Ive been out of the relationship for 2 months.

I kicked him out, couldn't handle the yelling and blaming and complete lack of any care in him towards me or our cat or our life.

He left easy. Too easy. But its okay.

It has been the best emotional decision for me.
I work insanely to survive. He did a lot of financial damage to me.
But I am surviving. I am in fight or flight, and I'm fighting.

I still have minor contact with him because I still need him to help pay for the damages done. It feels bad, but my T is like he should have been paying those things, DO NOT FEEL BAD.

Sometimes he will start the emotional abuse in texts. Luckily because I had pneumonia I was able to tell him I was severely sick and to knock off the arguing. His retort, he isn't arguing. ya, okay. But it stops. My seasonal jobs are finished, so he feels good about me not being able to get jobs. This is when the brainwashing starts up. Where I feel like I need him. Or I made a wrong decision, even though I know perfectly that it was the right thing to do!

Like I said best decision, but not easy. Either choice wasn't easy; staying or leaving.

I have noticed I don't take compliments well, I feel like crying when someone does compliment me, or when they do I don't take it in to the full extent wondering what the catch is.  I usually am very affectionate, but I have lacked affection for such a long time I am almost adverse to it. I wonder when I will be normal again? Or am I always going to be emotionally detached. And its more bothersome that I am fully aware of being this numb.

But I sleep better, I feel better, my acne is healing, I feel pretty... .Ive been working 78-112 hrs per week for the last 5 weeks, even made friends while doing so, juggling 4 different jobs.  I'm proud of myself, I also have been standing up for myself a lot more, with friends, coworkers, whomever, boundaries are now being set. And if someone is blatantly being rude, I am more quick to call it out and address it rather than before and turn the other cheek which just resulted in more abuse or bullying. It feels weird, or rude, but it stops the negative behaviors.

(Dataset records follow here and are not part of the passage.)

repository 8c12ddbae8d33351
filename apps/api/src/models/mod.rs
pub mod screening;
//! Document text extraction for uploaded résumés (PDF, DOCX and plain text).

use std::collections::HashSet;
use std::io::{Cursor, Read};

use quick_xml::events::Event;
use quick_xml::Reader;
use serde::Serialize;
use thiserror::Error;
use tracing::debug;

#[derive(Debug, Clone, Copy, PartialEq, Eq, Serialize)]
#[serde(rename_all = "lowercase")]
pub enum DocumentFormat {
    Pdf,
    Docx,
    Txt,
}

impl DocumentFormat {
    /// Detects the format from a file name's extension (case-insensitive).
    pub fn from_file_name(file_name: &str) -> Option<Self> {
        let (_, extension) = file_name.rsplit_once('.')?;
        match extension.to_ascii_lowercase().as_str() {
            "pdf" => Some(DocumentFormat::Pdf),
            "docx" => Some(DocumentFormat::Docx),
            "txt" => Some(DocumentFormat::Txt),
            _ => None,
        }
    }
}

#[derive(Debug, Error)]
pub enum ExtractionError {
    #[error("text file is not valid UTF-8")]
    InvalidEncoding,

    #[error("could not read PDF: {0}")]
    Pdf(String),

    #[error("could not read DOCX: {0}")]
    Docx(String),

    #[error("document contains no extractable text")]
    EmptyDocument,
}

/// Extracts trimmed text from a document. PDF and DOCX parsing run on a
/// blocking thread; a panic inside either reader surfaces as that format's error.
pub async fn extract_text(
    bytes: bytes::Bytes,
    format: DocumentFormat,
) -> Result<String, ExtractionError> {
    let text = match format {
        DocumentFormat::Txt => String::from_utf8(bytes.to_vec())
            .map_err(|_| ExtractionError::InvalidEncoding)?,
        DocumentFormat::Pdf => tokio::task::spawn_blocking(move || {
            pdf_extract::extract_text_from_mem(&bytes).map_err(|e| e.to_string())
        })
        .await
        .map_err(|e| ExtractionError::Pdf(e.to_string()))?
        .map_err(ExtractionError::Pdf)?,
        DocumentFormat::Docx => tokio::task::spawn_blocking(move || docx_text(&bytes))
            .await
            .map_err(|e| ExtractionError::Docx(e.to_string()))??,
    };

    let text = text.trim();
    if text.is_empty() {
        return Err(ExtractionError::EmptyDocument);
    }
    debug!("Extracted {} chars from {:?} document", text.len(), format);
    Ok(text.to_string())
}

/// Reads `word/document.xml` out of the DOCX archive.
fn docx_text(bytes: &[u8]) -> Result<String, ExtractionError> {
    let mut archive = zip::ZipArchive::new(Cursor::new(bytes)).map_err(docx_error)?;
    let mut xml = String::new();
    archive
        .by_name("word/document.xml")
        .map_err(docx_error)?
        .read_to_string(&mut xml)
        .map_err(docx_error)?;

    document_xml_text(&xml)
}

fn docx_error(err: impl std::fmt::Display) -> ExtractionError {
    ExtractionError::Docx(err.to_string())
}

/// Collects `<w:t>` run text, one line per `<w:p>` paragraph.
fn document_xml_text(xml: &str) -> Result<String, ExtractionError> {
    let mut reader = Reader::from_str(xml);
    let mut text = String::new();
    let mut in_run_text = false;

    loop {
        let event = reader.read_event().map_err(docx_error)?;
        match event {
            Event::Start(e) if e.name().as_ref() == b"w:t" => in_run_text = true,
            Event::End(e) => match e.name().as_ref() {
                b"w:t" => in_run_text = false,
                b"w:p" => text.push('\n'),
                _ => {}
            },
            Event::Empty(e) => match e.name().as_ref() {
                b"w:tab" => text.push('\t'),
                b"w:br" | b"w:cr" => text.push('\n'),
                _ => {}
            },
            Event::Text(t) if in_run_text => {
                let run = t.unescape().map_err(docx_error)?;
                text.push_str(&run);
            }
            Event::Eof => break,
            _ => {}
        }
    }

    Ok(text)
}

/// Submission id for an uploaded file: its stem, suffixed `-2`, `-3`, … when
/// an earlier file in the same batch already claimed it.
pub fn unique_submission_id(file_name: &str, taken: &mut HashSet<String>) -> String {
    let base_name = file_name.rsplit(['/', '\\']).next().unwrap_or(file_name);
    let stem = match base_name.rsplit_once('.') {
        Some((stem, _)) if !stem.is_empty() => stem,
        _ => base_name,
    };
    let stem = if stem.trim().is_empty() { "resume" } else { stem.trim() };

    let mut candidate = stem.to_string();
    let mut suffix = 2;
    while !taken.insert(candidate.clone()) {
        candidate = format!("{stem}-{suffix}");
        suffix += 1;
    }
    candidate
}
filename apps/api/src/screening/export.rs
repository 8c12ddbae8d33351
//! Tabular view of a ranking for display and CSV download.

use serde::Serialize;

use crate::screening::models::ScoredCandidate;

/// One row of the ranking table. Column names are the CSV header.
#[derive(Debug, Clone, PartialEq, Serialize)]
pub struct DisplayRow {
    #[serde(rename = "Rank")]
    pub rank: usize,
    #[serde(rename = "Candidate")]
    pub candidate: String,
    #[serde(rename = "Email")]
    pub email: String,
    #[serde(rename = "Match %")]
    pub match_percent: u8,
    #[serde(rename = "Status")]
    pub status: String,
    #[serde(rename = "Matched Skills")]
    pub matched_skills: String,
    #[serde(rename = "Missing Skills")]
    pub missing_skills: String,
    #[serde(rename = "Experience")]
    pub experience: String,
    #[serde(rename = "Reasoning")]
    pub reasoning: String,
}

/// Converts an already-ranked list into 1-based display rows.
pub fn to_display_rows(ranked: &[ScoredCandidate]) -> Vec<DisplayRow> {
    ranked
        .iter()
        .enumerate()
        .map(|(i, c)| DisplayRow {
            rank: i + 1,
            candidate: c.candidate_name.clone(),
            email: c.candidate_email.clone(),
            match_percent: c.match_score,
            status: c.recommendation.to_string(),
            matched_skills: join_skills(&c.matched_skills),
            missing_skills: join_skills(&c.missing_skills),
            experience: c.years_of_experience.to_string(),
            reasoning: c.reasoning.clone(),
        })
        .collect()
}

fn join_skills<'a>(skills: impl IntoIterator<Item = &'a String>) -> String {
    skills
        .into_iter()
        .map(String::as_str)
        .collect::<Vec<_>>()
        .join(", ")
}

/// Serializes rows as CSV with a header line (header only when empty).
pub fn write_csv(rows: &[DisplayRow]) -> Result<String, csv::Error> {
    let mut writer = csv::WriterBuilder::new()
        .has_headers(false)
        .from_writer(Vec::new());

    writer.write_record([
        "Rank",
        "Candidate",
        "Email",
        "Match %",
        "Status",
        "Matched Skills",
        "Missing Skills",
        "Experience",
        "Reasoning",
    ])?;
    for row in rows {
        writer.serialize(row)?;
    }

    let bytes = writer
        .into_inner()
        .map_err(|e| csv::Error::from(e.into_error()))?;
    // Every field is a Rust `String`, so the output is valid UTF-8.
    Ok(String::from_utf8_lossy(&bytes).into_owned())
}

But there are the days when all the bills dont get paid or the jobs dont come through or i realize im turning older soon and i never got to try to have a kid and the clock is ticking... .and I have issues to where once im a certain age its not gonna happen... .and then i cry. I cry over failure. I cry because its still a loss. I cry because my marriage and what i thought it would be is not. I cry because I lost my friend.

My therapist says Im doing amazing. That i am in the thick of it. But the few moments I get a break, it hurts, badly. Because I don't know how much longer I can keep going like this for.

We will meet this month to go into divorce mediation and file. Im not prepared for this part emotionally.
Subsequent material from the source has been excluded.